# THE TASK:
Check each line of the data, and copy those where "avalanche" appears.

Collected data entries:
--

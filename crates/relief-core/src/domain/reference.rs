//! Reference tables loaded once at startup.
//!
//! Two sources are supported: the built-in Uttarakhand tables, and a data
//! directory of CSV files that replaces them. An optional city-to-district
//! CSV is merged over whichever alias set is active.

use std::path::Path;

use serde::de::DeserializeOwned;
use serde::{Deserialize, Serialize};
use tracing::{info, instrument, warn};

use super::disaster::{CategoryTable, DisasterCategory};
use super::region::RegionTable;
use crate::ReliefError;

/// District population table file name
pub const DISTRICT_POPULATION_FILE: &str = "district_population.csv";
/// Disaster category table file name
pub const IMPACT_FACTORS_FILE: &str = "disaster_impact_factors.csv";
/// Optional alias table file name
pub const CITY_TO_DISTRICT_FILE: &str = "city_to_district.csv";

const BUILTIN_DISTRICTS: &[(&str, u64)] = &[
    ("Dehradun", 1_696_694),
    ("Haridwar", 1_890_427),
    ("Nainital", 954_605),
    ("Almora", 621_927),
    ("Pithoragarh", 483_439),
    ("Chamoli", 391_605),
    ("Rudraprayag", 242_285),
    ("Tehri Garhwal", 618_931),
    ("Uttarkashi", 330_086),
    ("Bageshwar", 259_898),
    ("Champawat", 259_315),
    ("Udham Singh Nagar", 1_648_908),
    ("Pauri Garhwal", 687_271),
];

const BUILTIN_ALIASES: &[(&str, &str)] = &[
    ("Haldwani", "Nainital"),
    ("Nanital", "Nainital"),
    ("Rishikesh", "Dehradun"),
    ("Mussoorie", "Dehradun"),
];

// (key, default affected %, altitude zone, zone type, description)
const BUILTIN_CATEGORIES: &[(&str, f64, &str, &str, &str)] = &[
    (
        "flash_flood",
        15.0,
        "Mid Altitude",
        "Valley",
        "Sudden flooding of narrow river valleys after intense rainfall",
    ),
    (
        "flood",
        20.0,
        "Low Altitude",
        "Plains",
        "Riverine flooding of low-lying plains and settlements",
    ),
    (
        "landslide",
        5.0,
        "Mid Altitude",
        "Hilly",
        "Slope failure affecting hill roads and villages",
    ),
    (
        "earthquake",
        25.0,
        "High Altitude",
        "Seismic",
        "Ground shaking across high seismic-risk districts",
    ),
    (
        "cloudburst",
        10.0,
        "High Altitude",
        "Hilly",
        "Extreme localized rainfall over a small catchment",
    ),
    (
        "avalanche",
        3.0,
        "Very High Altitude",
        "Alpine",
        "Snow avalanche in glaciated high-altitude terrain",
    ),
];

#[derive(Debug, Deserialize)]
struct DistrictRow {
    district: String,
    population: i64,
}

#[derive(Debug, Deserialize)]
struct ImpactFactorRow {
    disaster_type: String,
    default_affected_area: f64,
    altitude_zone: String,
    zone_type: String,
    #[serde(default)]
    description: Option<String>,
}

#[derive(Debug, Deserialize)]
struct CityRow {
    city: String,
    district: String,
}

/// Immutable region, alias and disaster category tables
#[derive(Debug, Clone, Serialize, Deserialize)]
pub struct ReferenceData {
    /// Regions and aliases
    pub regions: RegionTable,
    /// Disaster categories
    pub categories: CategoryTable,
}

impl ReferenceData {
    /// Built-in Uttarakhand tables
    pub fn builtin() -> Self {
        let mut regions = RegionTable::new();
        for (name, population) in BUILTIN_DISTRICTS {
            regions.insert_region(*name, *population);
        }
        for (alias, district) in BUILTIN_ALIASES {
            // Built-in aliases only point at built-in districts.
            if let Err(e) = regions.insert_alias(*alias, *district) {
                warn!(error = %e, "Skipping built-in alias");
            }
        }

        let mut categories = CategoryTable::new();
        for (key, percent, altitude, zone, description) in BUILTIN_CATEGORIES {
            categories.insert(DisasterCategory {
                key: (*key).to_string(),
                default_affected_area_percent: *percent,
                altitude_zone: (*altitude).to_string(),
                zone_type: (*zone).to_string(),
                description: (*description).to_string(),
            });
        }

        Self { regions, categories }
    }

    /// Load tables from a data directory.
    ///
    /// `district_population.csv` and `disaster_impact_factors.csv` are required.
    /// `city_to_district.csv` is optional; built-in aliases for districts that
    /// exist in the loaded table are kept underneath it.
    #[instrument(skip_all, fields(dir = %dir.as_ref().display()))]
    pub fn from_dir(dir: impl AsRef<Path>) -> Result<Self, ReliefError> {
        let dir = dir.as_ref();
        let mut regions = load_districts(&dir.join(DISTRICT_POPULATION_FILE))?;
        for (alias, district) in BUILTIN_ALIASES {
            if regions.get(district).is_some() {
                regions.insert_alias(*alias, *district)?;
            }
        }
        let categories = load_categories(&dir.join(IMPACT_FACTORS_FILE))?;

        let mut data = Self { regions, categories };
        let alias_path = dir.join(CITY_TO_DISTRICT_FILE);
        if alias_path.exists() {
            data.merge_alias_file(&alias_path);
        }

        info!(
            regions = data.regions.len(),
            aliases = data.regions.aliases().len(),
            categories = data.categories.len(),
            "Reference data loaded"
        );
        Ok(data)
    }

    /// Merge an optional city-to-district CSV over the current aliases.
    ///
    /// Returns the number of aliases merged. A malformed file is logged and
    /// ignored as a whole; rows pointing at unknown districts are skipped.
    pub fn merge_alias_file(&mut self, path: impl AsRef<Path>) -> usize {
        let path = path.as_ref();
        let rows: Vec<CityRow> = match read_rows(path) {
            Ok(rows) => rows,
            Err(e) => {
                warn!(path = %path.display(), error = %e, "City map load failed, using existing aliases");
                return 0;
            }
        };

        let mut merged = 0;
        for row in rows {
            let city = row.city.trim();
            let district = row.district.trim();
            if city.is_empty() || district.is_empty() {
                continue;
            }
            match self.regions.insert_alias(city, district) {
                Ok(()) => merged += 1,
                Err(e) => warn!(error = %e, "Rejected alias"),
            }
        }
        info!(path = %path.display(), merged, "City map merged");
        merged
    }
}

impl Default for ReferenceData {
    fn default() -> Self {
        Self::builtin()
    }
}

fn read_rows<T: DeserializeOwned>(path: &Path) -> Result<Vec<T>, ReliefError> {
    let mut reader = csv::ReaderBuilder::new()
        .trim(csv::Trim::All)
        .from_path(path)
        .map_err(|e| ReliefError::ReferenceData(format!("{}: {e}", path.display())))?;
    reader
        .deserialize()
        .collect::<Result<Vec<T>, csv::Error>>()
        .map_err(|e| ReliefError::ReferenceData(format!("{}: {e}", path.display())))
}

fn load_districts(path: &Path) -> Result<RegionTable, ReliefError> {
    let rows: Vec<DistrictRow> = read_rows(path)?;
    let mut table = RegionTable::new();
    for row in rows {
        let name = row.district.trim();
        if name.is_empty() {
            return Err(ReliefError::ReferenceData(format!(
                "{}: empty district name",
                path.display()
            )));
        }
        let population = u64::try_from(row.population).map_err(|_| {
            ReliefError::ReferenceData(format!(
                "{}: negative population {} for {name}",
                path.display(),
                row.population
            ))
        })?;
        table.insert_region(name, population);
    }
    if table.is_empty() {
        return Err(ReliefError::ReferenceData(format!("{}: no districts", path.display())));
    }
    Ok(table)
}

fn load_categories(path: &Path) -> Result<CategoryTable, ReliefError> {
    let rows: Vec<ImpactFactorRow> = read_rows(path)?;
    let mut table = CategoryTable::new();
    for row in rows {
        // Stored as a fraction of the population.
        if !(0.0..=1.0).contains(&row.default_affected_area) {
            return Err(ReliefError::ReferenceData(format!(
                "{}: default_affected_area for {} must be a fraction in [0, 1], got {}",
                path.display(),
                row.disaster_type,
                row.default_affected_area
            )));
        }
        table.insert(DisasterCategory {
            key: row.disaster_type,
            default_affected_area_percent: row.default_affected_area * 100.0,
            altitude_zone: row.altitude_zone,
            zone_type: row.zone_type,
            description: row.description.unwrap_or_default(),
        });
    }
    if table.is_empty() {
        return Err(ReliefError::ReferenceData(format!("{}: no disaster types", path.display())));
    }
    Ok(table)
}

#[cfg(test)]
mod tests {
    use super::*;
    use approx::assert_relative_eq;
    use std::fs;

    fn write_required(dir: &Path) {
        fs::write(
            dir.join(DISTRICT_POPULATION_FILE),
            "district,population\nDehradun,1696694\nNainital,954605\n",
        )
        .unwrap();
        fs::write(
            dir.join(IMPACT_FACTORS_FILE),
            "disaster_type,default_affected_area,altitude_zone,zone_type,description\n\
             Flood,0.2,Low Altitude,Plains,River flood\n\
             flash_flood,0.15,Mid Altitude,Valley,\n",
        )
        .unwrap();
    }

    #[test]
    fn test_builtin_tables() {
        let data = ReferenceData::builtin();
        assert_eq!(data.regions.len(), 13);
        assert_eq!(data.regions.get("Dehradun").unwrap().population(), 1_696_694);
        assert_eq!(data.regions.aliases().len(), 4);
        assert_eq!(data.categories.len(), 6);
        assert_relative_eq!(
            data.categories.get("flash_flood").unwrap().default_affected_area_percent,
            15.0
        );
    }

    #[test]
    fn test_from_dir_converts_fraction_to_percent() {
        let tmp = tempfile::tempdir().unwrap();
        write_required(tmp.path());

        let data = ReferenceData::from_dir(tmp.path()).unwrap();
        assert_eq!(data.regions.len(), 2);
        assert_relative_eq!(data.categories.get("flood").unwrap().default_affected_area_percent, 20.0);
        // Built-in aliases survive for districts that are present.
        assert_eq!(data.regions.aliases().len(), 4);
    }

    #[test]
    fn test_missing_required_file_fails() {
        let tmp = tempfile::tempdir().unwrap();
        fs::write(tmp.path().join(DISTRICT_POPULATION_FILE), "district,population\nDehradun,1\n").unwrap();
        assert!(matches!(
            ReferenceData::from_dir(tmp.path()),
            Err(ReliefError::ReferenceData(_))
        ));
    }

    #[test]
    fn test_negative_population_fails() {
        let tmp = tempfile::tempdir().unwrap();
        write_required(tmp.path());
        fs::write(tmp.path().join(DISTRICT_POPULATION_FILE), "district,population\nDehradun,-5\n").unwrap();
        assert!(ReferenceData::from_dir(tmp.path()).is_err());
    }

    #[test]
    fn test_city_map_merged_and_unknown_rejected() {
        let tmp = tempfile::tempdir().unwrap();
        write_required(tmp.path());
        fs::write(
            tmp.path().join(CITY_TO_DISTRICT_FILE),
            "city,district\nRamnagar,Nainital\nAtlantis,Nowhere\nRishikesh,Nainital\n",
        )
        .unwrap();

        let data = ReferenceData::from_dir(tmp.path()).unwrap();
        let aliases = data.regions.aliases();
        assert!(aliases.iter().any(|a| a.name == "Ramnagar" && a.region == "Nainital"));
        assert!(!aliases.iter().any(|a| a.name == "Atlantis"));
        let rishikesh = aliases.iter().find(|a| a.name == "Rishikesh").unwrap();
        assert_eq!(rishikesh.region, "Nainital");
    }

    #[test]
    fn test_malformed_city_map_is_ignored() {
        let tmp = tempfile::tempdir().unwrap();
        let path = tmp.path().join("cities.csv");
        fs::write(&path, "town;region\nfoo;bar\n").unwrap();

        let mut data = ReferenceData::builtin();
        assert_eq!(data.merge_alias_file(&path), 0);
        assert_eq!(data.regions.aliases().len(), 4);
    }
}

--

# RESPONSE TO THE TASK:
        "avalanche",
        "Snow avalanche in glaciated high-altitude terrain",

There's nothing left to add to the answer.